That’s a truly astonishing graphic, given the tight constraints in the Lenski experiment.

@RichardBuggs,

Those are impressive numbers! And now we actually have a baseline for more fulsome future discussions when someone inevitably asks “Have we tried to demonstrate evolution in a laboratory.”

But there are those amongst us who are interested in how this labor demonstration applies to a 6,000 year time frame.

So I thought I would take the scale of the three sample results, and “zoom in” as required.

Taking the first 5000 generations as my starting point (and to provide context), I then made an approximate division of the 5000 generations in two, indicating where 2,500 generations would end.

I then divided 2,500 in half, to show where 1,250 generations would end. This was followed by another division in half, showing the end of 625 generations.

If we use the aggressive number of 20 years to a generation, 6,000 years would translate into about 300 generations. So rather than insert yet another confusing red line, I placed a bold red dot “in the middle” of the Zero-to-625 generations area of each chart.

I wonder if anyone would care to comment what these three samples can tell us about a proxy for 6,000 years, or 300 generations, as the time scale of the genetic experiment?

Readers, be sure to click on the image to see it at it’s largest magnification!

Thanks Richard; you have provided a great deal of information and it will take me some time to digest it.

I will respond in a general way at this time (note I am not questioning any technical aspect, or making any criticism of the modelling approache (s)). My interest is in “imagining” how a population of species that appear to be dispersed in a large area would somehow come together to form a relatively stable population, and then from there undergo further modification to form a bottleneck that may indicate a shrinking number. (at least that is how I envisage the modelling - a population that causes a mixing leading to genetic diversity) and followed by a bottleneck that leads to new genetically relevant species. I wish I can make the comment clear, but I cannot.

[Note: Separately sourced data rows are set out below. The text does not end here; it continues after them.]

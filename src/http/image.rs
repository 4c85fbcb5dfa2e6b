// ABOUTME: Image endpoints: listing, inspection, search, archives, and pull/push progress.

use super::AppState;
use super::error::{Result, command_status};
use super::ndjson::ndjson;
use super::requests::{IdQuery, ImageRequest, RepoQuery, SearchQuery};
use crate::types::{ConfigId, ImageId};
use axum::Json;
use axum::extract::{Path, Query, State};
use axum::http::{StatusCode, header};
use axum::response::{IntoResponse, Response};
use bytes::Bytes;

pub async fn list_images(
    State(state): State<AppState>,
    Path(config_id): Path<ConfigId>,
) -> Result<impl IntoResponse> {
    let api = state.registry.get(&config_id)?;
    Ok(Json(api.list_images().await?))
}

pub async fn inspect_image(
    State(state): State<AppState>,
    Path(config_id): Path<ConfigId>,
    Query(query): Query<IdQuery>,
) -> Result<impl IntoResponse> {
    let api = state.registry.get(&config_id)?;
    Ok(Json(api.inspect_image(&ImageId::new(query.id)).await?))
}

pub async fn search_images(
    State(state): State<AppState>,
    Path(config_id): Path<ConfigId>,
    Query(query): Query<SearchQuery>,
) -> Result<impl IntoResponse> {
    let api = state.registry.get(&config_id)?;
    Ok(Json(api.search_images(&query.search).await?))
}

pub async fn remove_image(
    State(state): State<AppState>,
    Path(config_id): Path<ConfigId>,
    Query(query): Query<IdQuery>,
) -> Result<StatusCode> {
    let api = state.registry.get(&config_id)?;
    Ok(command_status(
        api.remove_image(&ImageId::new(query.id)).await,
    ))
}

/// Body is a root filesystem tarball.
pub async fn create_image(
    State(state): State<AppState>,
    Path(config_id): Path<ConfigId>,
    Query(query): Query<RepoQuery>,
    archive: Bytes,
) -> Result<impl IntoResponse> {
    let api = state.registry.get(&config_id)?;
    Ok(Json(api.create_image(&query.repo, archive).await?))
}

/// Body is a `docker save` archive.
pub async fn load_image(
    State(state): State<AppState>,
    Path(config_id): Path<ConfigId>,
    archive: Bytes,
) -> Result<impl IntoResponse> {
    let api = state.registry.get(&config_id)?;
    Ok(Json(api.load_image(archive).await?))
}

pub async fn save_image(
    State(state): State<AppState>,
    Path(config_id): Path<ConfigId>,
    Json(request): Json<ImageRequest>,
) -> Result<Response> {
    let api = state.registry.get(&config_id)?;
    let archive = api.save_image(&request.name, &request.tag).await?;
    let file_name = format!(
        "attachment; filename=\"{}.tar\"",
        request.name.replace(['/', ':', '"'], "_")
    );
    Ok((
        [
            (header::CONTENT_TYPE, "application/x-tar".to_string()),
            (header::CONTENT_DISPOSITION, file_name),
        ],
        archive,
    )
        .into_response())
}

pub async fn pull_image(
    State(state): State<AppState>,
    Path(config_id): Path<ConfigId>,
    Query(request): Query<ImageRequest>,
) -> Result<Response> {
    let api = state.registry.get(&config_id)?;
    Ok(ndjson(api.pull_image(&request.name, &request.tag)?))
}

pub async fn push_image(
    State(state): State<AppState>,
    Path(config_id): Path<ConfigId>,
    Query(request): Query<ImageRequest>,
) -> Result<Response> {
    let api = state.registry.get(&config_id)?;
    Ok(ndjson(api.push_image(&request.name, &request.tag)?))
}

Is the proposed bottleneck (whatever its size) a result of hunters forming communities of thousands, to be followed by some type of shrinking? Is a bottleneck a devise required by models of one sort or another? Or am I asking the wrong questions?

“All models are wrong, but some are useful.”

My original point was about how accurate population genetics is over prolonged periods (and how it could be verified). Approximations or neglected factors in models can tend (one hopes) to be self correcting over time, or to lead to increasing divergence (as in uncalibrated Carbon dates), which one may have to live with if no calibration can be found. That was what I mainly had in mind.

But Lenski’s results are astonishing because they appear to show that the neglected factors “including: changes in mutation rates, periodic selection, and negative frequency dependent selection factors” seem (to me, at least) to result in a chaotic type of divergence over 60K generations.

Would that not suggest that such things cannot be factored in successfully, in order to correct the model over such timeframes, any more than additional factors would enable one to describe the weather a year ago from calculations based on the last three days weather?

I would add that this chaotic divergence is seen in Lenski’s model system, where the environment is entirely stable, reproduction asexual and the original population genetically uniform. To apply it to humans (or anything else) in the wild, one must also consider sexual (and non-random) reproduction, migration that’s far more uncertain after recent deiscoveries than this time last year (with the separation and rejoining of multiple breeding populations), known (and unknown) hybridization events, and an environment changing in entirely unknown ways.

“Certainty” seems a little hard to come by in all that. Can one even produce useful ranges of possibilities?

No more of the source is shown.